> **Task goal**:
The listing below holds a line with "use uuid::Uuid;" and a later line with "the scanned code.". Write out those two lines and every line between them, exactly, and nothing else.
----------------------------------------
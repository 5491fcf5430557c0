use serde::{Deserialize, Serialize};
use time::Date;
use uuid::Uuid;

use crate::store::{AttendanceRecord, AttendanceView, User};

#[derive(Debug, Serialize)]
pub struct QrResponse {
    pub qr_code: Option<String>,
    pub supervisor_id: Uuid,
    pub valid_date: Date,
}

/// CHW self-service check-in: supervisor id and token come off the scanned code.
#[derive(Debug, Deserialize)]
pub struct CheckInRequest {
    pub supervisor_id: Uuid,
    pub qr_code: String,
}

/// Supervisor checks a CHW in against their own current token.
#[derive(Debug, Deserialize)]
pub struct SupervisorCheckInRequest {
    pub chw_id: Uuid,
    pub qr_code: String,
}

#[derive(Debug, Deserialize)]
pub struct SupervisorCheckOutRequest {
    pub chw_id: Uuid,
}

#[derive(Debug, Serialize)]
pub struct CheckInResponse {
    pub attendance: AttendanceRecord,
}

#[derive(Debug, Serialize)]
pub struct CheckOutResponse {
    pub attendance: AttendanceRecord,
    /// Fractional wall-clock hours, rounded to 2 decimals for display.
    pub hours_worked: f64,
    pub points_earned: i64,
}

#[derive(Debug, Deserialize)]
pub struct DateQuery {
    pub date: Option<Date>,
}

#[derive(Debug, Serialize)]
pub struct MyStatusResponse {
    pub attendance: Option<AttendanceView>,
}

#[derive(Debug, Serialize)]
pub struct SupervisorViewResponse {
    pub attendance: Vec<AttendanceView>,
}

#[derive(Debug, Serialize)]
pub struct ChwListResponse {
    pub chws: Vec<User>,
}

#[derive(Debug, Serialize, PartialEq)]
pub struct DayStats {
    /// Unique CHWs with any record today.
    pub total_checked_in: i64,
    pub currently_working: i64,
    pub checked_out: i64,
    pub total_points_today: i64,
}

#[derive(Debug, Serialize)]
pub struct TrendPoint {
    pub date: Date,
    pub chws: i64,
}

#[derive(Debug, Serialize)]
pub struct AdminStatsResponse {
    pub stats: DayStats,
    /// Dense trailing 7-day series ending on the requested date; days with
    /// no activity appear as zero.
    pub daily_trend: Vec<TrendPoint>,
}
use serde::{Deserialize, Serialize};

use crate::store::{Role, User};

/// Request body for account creation.
#[derive(Debug, Deserialize)]
pub struct SignupRequest {
    pub name: String,
    pub email: String,
    pub password: String,
    #[serde(default = "default_role")]
    pub role: Role,
    pub phone: Option<String>,
    pub county: Option<String>,
    pub sub_county: Option<String>,
    pub ward: Option<String>,
    pub chw_account_id: Option<String>,
}

fn default_role() -> Role {
    Role::Chw
}

/// Request body for login.
#[derive(Debug, Deserialize)]
pub struct LoginRequest {
    pub email: String,
    pub password: String,
}

/// Returned after signup or login. `User` never serializes its password hash
/// (the hash is not part of the struct at all).
#[derive(Debug, Serialize)]
pub struct AuthResponse {
    pub token: String,
    pub user: User,
}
----------------------------------------
> **Written solution**:
use uuid::Uuid;

use crate::store::{AttendanceRecord, AttendanceView, User};

#[derive(Debug, Serialize)]
pub struct QrResponse {
    pub qr_code: Option<String>,
    pub supervisor_id: Uuid,
    pub valid_date: Date,
}

/// CHW self-service check-in: supervisor id and token come off the scanned code.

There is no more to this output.